Nel frattempo conosco un giovane giornalista inviato de “La Stampa”, Massimo Gramellini, insieme al quale raccogliamo spunti per i suoi reportage che poi trascrive spedisce via fax o detta alla redazione dal campeggio di Spalato dove siamo alloggiati e dove di sera Don Albino Bizzotto, presidente dei Beati, organizza momenti di condivisione delle notizie in arrivo dai luoghi di conflitto.
Di fianco a me, con tappetino e sacco a pelo, dorme un signore che avrà 70 anni che scoprirò essere Monsignor Bettazzi, allora vescovo di Ivrea, che vent’anni dopo fu indicato anche tra i papabili per il dopo Ratzinger, sul quale si dimostrò essere molto informato sulle imminenti ’dimissioni’ e qui Bettazzi parla anche di quelle future di Papa Francesco.
È il quarto giorno di attesa. All’accampamento il rientro di una delegazione partita per Sarajevo per ottenere una temporanea tregua fra i contendenti e garanzie sulla sicurezza del percorso torna con notizie non positive. Attorno a Gornji Vakuf si è ripreso a sparare e il responsabile di Equilibre, Pierre Laurent, riferisce che i rappresentati militari incontrati hanno dato l’ordine di andarcene subito e che per Sarajevo non godremo di nessuna protezione.

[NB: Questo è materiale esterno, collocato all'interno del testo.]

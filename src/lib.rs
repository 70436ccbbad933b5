//! # langswitch
//!
//! 在已渲染的HTML文档上原地切换语言：按词典替换可见文本、属性与按钮值，
//! 并在文档后续变化时保持同步。
//!
//! ## 模块组织
//!
//! - `core` - 文档级处理流程（读取、解析、切换、序列化）
//! - `env` - 类型安全的环境变量
//! - `parsers` - HTML解析、DOM操作、选择器、序列化
//! - `translation` - 语言切换引擎

pub mod core;
pub mod env;
pub mod parsers;
pub mod translation;

// Re-export commonly used items for convenience
pub use parsers::*;
pub use translation::{LanguageSwitcher, SwitcherConfig, TranslationError, TranslationResult};
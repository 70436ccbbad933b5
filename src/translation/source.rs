//! 词典来源
//!
//! 每种语言的词典是 `<base>/<lang>.<extension>` 处的一个 JSON 对象。
//! 失败原因以人类可读的传输状态返回（如 `404 Not Found`、`parsererror: ...`）。

use std::collections::HashMap;
use std::path::PathBuf;

use async_trait::async_trait;
use url::Url;

use super::config::SwitcherConfig;
use super::dictionary::Dictionary;
use super::error::{TranslationError, TranslationResult};

/// 按语言代码获取词典
#[async_trait]
pub trait DictionarySource {
    async fn fetch(&self, lang: &str) -> TranslationResult<Dictionary>;
}

fn parse_dictionary(lang: &str, body: &str) -> TranslationResult<Dictionary> {
    Dictionary::from_json(body)
        .map_err(|e| TranslationError::dictionary_load(lang, format!("parsererror: {}", e)))
}

/// 从本地目录读取词典
#[derive(Debug, Clone)]
pub struct FsDictionarySource {
    base: PathBuf,
    extension: String,
}

impl FsDictionarySource {
    pub fn new(base: impl Into<PathBuf>, extension: &str) -> Self {
        Self {
            base: base.into(),
            extension: extension.trim_start_matches('.').to_string(),
        }
    }

    pub fn resource_path(&self, lang: &str) -> PathBuf {
        self.base.join(format!("{}.{}", lang, self.extension))
    }
}

#[async_trait]
impl DictionarySource for FsDictionarySource {
    async fn fetch(&self, lang: &str) -> TranslationResult<Dictionary> {
        let path = self.resource_path(lang);
        tracing::debug!("读取词典文件: {}", path.display());

        let body = tokio::fs::read_to_string(&path)
            .await
            .map_err(|e| TranslationError::dictionary_load(lang, e))?;

        parse_dictionary(lang, &body)
    }
}

/// 通过 HTTP 获取词典
#[derive(Debug, Clone)]
pub struct HttpDictionarySource {
    client: reqwest::Client,
    base: Url,
    extension: String,
}

impl HttpDictionarySource {
    pub fn new(base: &str, extension: &str) -> TranslationResult<Self> {
        // 保证 base 以 `/` 结尾，否则 join 会替换掉最后一段路径
        let base = if base.ends_with('/') {
            base.to_string()
        } else {
            format!("{}/", base)
        };
        let base = Url::parse(&base).map_err(|e| {
            TranslationError::ConfigError(format!("无效的词典地址 {}: {}", base, e))
        })?;

        Ok(Self {
            client: reqwest::Client::new(),
            base,
            extension: extension.trim_start_matches('.').to_string(),
        })
    }

    pub fn resource_url(&self, lang: &str) -> TranslationResult<Url> {
        self.base
            .join(&format!("{}.{}", lang, self.extension))
            .map_err(|e| TranslationError::dictionary_load(lang, e))
    }
}

#[async_trait]
impl DictionarySource for HttpDictionarySource {
    async fn fetch(&self, lang: &str) -> TranslationResult<Dictionary> {
        let url = self.resource_url(lang)?;
        tracing::debug!("请求词典: {}", url);

        let response = self
            .client
            .get(url)
            .send()
            .await
            .map_err(|e| TranslationError::dictionary_load(lang, e))?;

        let status = response.status();
        if !status.is_success() {
            return Err(TranslationError::dictionary_load(lang, status));
        }

        let body = response
            .text()
            .await
            .map_err(|e| TranslationError::dictionary_load(lang, e))?;

        parse_dictionary(lang, &body)
    }
}

/// 内存中的词典集合，适合嵌入式使用与测试
#[derive(Debug, Clone, Default)]
pub struct StaticDictionarySource {
    dictionaries: HashMap<String, Dictionary>,
}

impl StaticDictionarySource {
    pub fn new() -> Self {
        Self::default()
    }

    pub fn with(mut self, lang: &str, dictionary: Dictionary) -> Self {
        self.dictionaries.insert(lang.to_string(), dictionary);
        self
    }
}

#[async_trait]
impl DictionarySource for StaticDictionarySource {
    async fn fetch(&self, lang: &str) -> TranslationResult<Dictionary> {
        self.dictionaries
            .get(lang)
            .cloned()
            .ok_or_else(|| TranslationError::dictionary_load(lang, "404 Not Found"))
    }
}

/// 根据配置选择词典来源：`http(s)://` 走网络，其余按本地路径处理
pub fn dictionary_source_for(
    config: &SwitcherConfig,
) -> TranslationResult<Box<dyn DictionarySource>> {
    let path = config.path.trim();

    if path.starts_with("http://") || path.starts_with("https://") {
        Ok(Box::new(HttpDictionarySource::new(path, &config.extension)?))
    } else {
        let expanded = shellexpand::tilde(path);
        Ok(Box::new(FsDictionarySource::new(
            expanded.as_ref(),
            &config.extension,
        )))
    }
}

Don Bizzotto cerca di tenere unito un gruppo molto eterogeneo di pacifisti oltranzisti che non si rassegnano e che 58 oltranzisti si distaccheranno dal gruppo per continuare da soli verso Sarajevo, mentre altri torneranno in Italia.

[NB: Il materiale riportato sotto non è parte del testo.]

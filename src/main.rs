use std::fs;
use std::io::{self, Write};
use std::process;

use clap::Parser;
use tracing_subscriber::EnvFilter;

use langswitch::core::{
    format_output_path, print_error_message, switch_document_language, DocumentOptions,
};
use langswitch::env::{self, EnvVar};
use langswitch::translation::{ConfigManager, SwitcherConfig};

#[derive(Parser, Debug)]
#[command(
    name = "langswitch",
    version,
    about = "Switch the language of an HTML document in place using phrase dictionaries"
)]
struct Cli {
    /// HTML file to translate
    #[arg(required_unless_present = "print_env_docs")]
    input: Option<String>,

    /// Language to switch the document to
    #[arg(short, long)]
    lang: Option<String>,

    /// Language the document is written in
    #[arg(short, long)]
    default_lang: Option<String>,

    /// Directory or http(s) URL holding the dictionaries
    #[arg(short, long)]
    path: Option<String>,

    /// Dictionary file extension
    #[arg(short = 'x', long)]
    extension: Option<String>,

    /// Extra attributes to translate
    #[arg(short, long, value_delimiter = ',')]
    attributes: Vec<String>,

    /// Match phrases without collapsing whitespace
    #[arg(long)]
    no_clean: bool,

    /// Selector of the subtree watched for changes
    #[arg(long)]
    observe: Option<String>,

    /// Write the result here instead of stdout (supports %title% and %lang%)
    #[arg(short, long)]
    output: Option<String>,

    /// Charset of the produced document
    #[arg(short, long)]
    encoding: Option<String>,

    /// Remember the selected language between runs
    #[arg(long)]
    persist: bool,

    /// Database file used with --persist
    #[arg(long)]
    storage: Option<String>,

    /// Configuration file (TOML or JSON)
    #[arg(short, long)]
    config: Option<String>,

    /// Print the supported environment variables and exit
    #[arg(long)]
    print_env_docs: bool,
}

impl Cli {
    fn switcher_config(&self) -> Result<SwitcherConfig, String> {
        let manager = match &self.config {
            Some(path) => ConfigManager::from_file(path),
            None => ConfigManager::new(),
        }
        .map_err(|e| e.to_string())?;

        let mut config = manager.into_config();
        if let Some(default_lang) = &self.default_lang {
            config.default_lang = default_lang.clone();
        }
        if let Some(path) = &self.path {
            config.path = path.clone();
        }
        if let Some(extension) = &self.extension {
            config.extension = extension.clone();
        }
        config.attributes.extend(self.attributes.iter().cloned());
        if self.no_clean {
            config.clean = false;
        }
        if let Some(observe) = &self.observe {
            config.observe = Some(observe.clone());
        }
        config.persistent = self.persist;
        if let Some(storage) = &self.storage {
            config.storage_path = storage.clone();
        }

        config.validate().map_err(|e| e.to_string())?;
        Ok(config)
    }
}

fn init_logging() {
    let level = env::core::LogLevel::get_or_default("info".to_string());
    let no_color = env::core::NoColor::get_or_default(false);

    tracing_subscriber::fmt()
        .with_env_filter(
            EnvFilter::try_new(format!("langswitch={level}"))
                .unwrap_or_else(|_| EnvFilter::new("info")),
        )
        .with_ansi(!no_color)
        .with_writer(io::stderr)
        .init();
}

#[tokio::main(flavor = "current_thread")]
async fn main() {
    let cli = Cli::parse();

    if cli.print_env_docs {
        print!("{}", env::generate_env_docs());
        return;
    }

    init_logging();

    let config = match cli.switcher_config() {
        Ok(config) => config,
        Err(e) => {
            print_error_message(&format!("Error: {e}"));
            process::exit(1);
        }
    };

    let options = DocumentOptions {
        lang: cli.lang.clone(),
        input_encoding: None,
        output_encoding: cli.encoding.clone(),
        config,
    };

    let target = cli.input.as_deref().unwrap_or_default();
    let document = match switch_document_language(target, &options).await {
        Ok(document) => document,
        Err(e) => {
            print_error_message(&format!("Error: {e}"));
            process::exit(1);
        }
    };

    let written = match &cli.output {
        Some(output) => {
            let path = format_output_path(output, document.title.as_deref(), &document.lang);
            fs::write(&path, &document.data)
        }
        None => io::stdout()
            .lock()
            .write_all(&document.data)
            .and_then(|_| io::stdout().flush()),
    };

    if let Err(e) = written {
        print_error_message(&format!("Error: could not write output: {e}"));
        process::exit(1);
    }
}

Dopo molte trattative, a Mir Sada viene concesso di proseguire l’iniziativa verso Mostar, divisa in due e la cui parte est, avvolta dalle colline, è bombardata dai croato-bosniaci che controllano la parte ovest. L’ingresso in città sarà consentito a solo 10 pullman fra cui il nostro. Nella piazza antistante la cattedrale ci concederanno due ore. Parleranno Monsignor Bettazzi, Tom Benetollo dell’Arci e Mario Montagnani a nome della comunità dei non credenti.
Quella sera, i pacifisti ancora a Spalato organizzano una manifestazione-concerto in piazza con il coinvolgimento di cittadini, donne, anziani e bambini. Il 10 agosto 1993 una gran parte dei pacifisti rientra in Italia, mentre l’11 arriva la notizia che alcuni degli oltranzisti sono riusciti ad arrivare a Sarajevo, altri sono stati obbligati a rimanere a Kiseljak alle porte della capitale, zona sotto controllo croato-bosniaco.

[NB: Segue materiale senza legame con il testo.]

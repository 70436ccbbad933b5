use encoding_rs::Encoding;
use html5ever::serialize::{serialize, SerializeOpts};
use markup5ever_rcdom::{Handle, SerializableHandle};

/// 序列化文档
///
/// `document_encoding` 为空或无法识别时输出 UTF-8，否则按该编码重新编码。
pub fn serialize_document(document: &Handle, document_encoding: &str) -> std::io::Result<Vec<u8>> {
    let mut buf: Vec<u8> = Vec::new();

    let serializable: SerializableHandle = document.clone().into();
    serialize(&mut buf, &serializable, SerializeOpts::default())?;

    if !document_encoding.is_empty() {
        if let Some(encoding) = Encoding::for_label(document_encoding.as_bytes()) {
            let s: &str = &String::from_utf8_lossy(&buf);
            let (data, _, _) = encoding.encode(s);
            buf = data.to_vec();
        }
    }

    Ok(buf)
}
//! HTML元数据读取
//!
//! 读取 `<title>` 与文档声明的字符集，用于输出路径和重新解析。

use markup5ever_rcdom::{Handle, NodeData};

use super::dom::{descendant_elements, get_node_attr, get_node_name};

fn elements_named(document: &Handle, tag: &str) -> Vec<Handle> {
    descendant_elements(document)
        .into_iter()
        .filter(|node| get_node_name(node) == Some(tag))
        .collect()
}

/// 从 `Content-Type` 值中提取字符集
pub fn charset_from_content_type(content_type: &str) -> Option<String> {
    content_type
        .split(';')
        .skip(1)
        .map(str::trim)
        .find_map(|part| {
            let (name, value) = part.split_once('=')?;
            name.trim()
                .eq_ignore_ascii_case("charset")
                .then(|| value.trim().trim_matches('"').to_string())
        })
        .filter(|charset| !charset.is_empty())
}

/// 获取文档声明的字符集
///
/// 支持 `<meta charset>` 与 `<meta http-equiv="content-type">` 两种写法。
pub fn get_charset(document: &Handle) -> Option<String> {
    for meta in elements_named(document, "meta") {
        if let Some(charset) = get_node_attr(&meta, "charset") {
            return Some(charset);
        }

        if get_node_attr(&meta, "http-equiv")
            .unwrap_or_default()
            .eq_ignore_ascii_case("content-type")
        {
            if let Some(content) = get_node_attr(&meta, "content") {
                return charset_from_content_type(&content);
            }
        }
    }

    None
}

/// 获取文档标题
pub fn get_title(document: &Handle) -> Option<String> {
    for title in elements_named(document, "title") {
        for child in title.children.borrow().iter() {
            if let NodeData::Text { ref contents } = child.data {
                return Some(contents.borrow().to_string());
            }
        }
    }

    None
}

#[cfg(test)]
mod tests {
    use super::*;
    use crate::parsers::html::dom::html_to_dom;

    #[test]
    fn reads_meta_charset() {
        let dom = html_to_dom(
            b"<html><head><meta charset=\"windows-1252\"></head></html>",
            "utf-8",
        )
        .unwrap();
        assert_eq!(get_charset(&dom.document), Some("windows-1252".to_string()));
    }

    #[test]
    fn reads_http_equiv_charset() {
        let dom = html_to_dom(
            b"<head><meta http-equiv=\"Content-Type\" content=\"text/html; charset=ISO-8859-1\"></head>",
            "utf-8",
        )
        .unwrap();
        assert_eq!(get_charset(&dom.document), Some("ISO-8859-1".to_string()));
    }

    #[test]
    fn parses_quoted_content_type_charset() {
        assert_eq!(
            charset_from_content_type("text/html; Charset=\"utf-8\""),
            Some("utf-8".to_string())
        );
        assert_eq!(charset_from_content_type("text/html"), None);
    }

    #[test]
    fn missing_metadata_is_none() {
        let dom = html_to_dom(b"<p>no head</p>", "utf-8").unwrap();
        assert_eq!(get_charset(&dom.document), None);
        assert_eq!(get_title(&dom.document), None);
    }

    #[test]
    fn reads_title_text() {
        let dom = html_to_dom(b"<title>Hola Mundo</title><p>x</p>", "utf-8").unwrap();
        assert_eq!(get_title(&dom.document), Some("Hola Mundo".to_string()));
    }
}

Il ritorno a casa trova i pacifisti divisi. Per alcuni Mir Sada ha avuto risvolti positivi, per altri si sarebbe potuto fare molto meglio, specie dal punto di vista organizzativo. Un dato è certo: Mir Sada ha contribuito alla nascita di reti, in Italia, che produrranno un massiccio movimento di solidarietà con l’ex-Jugoslavia.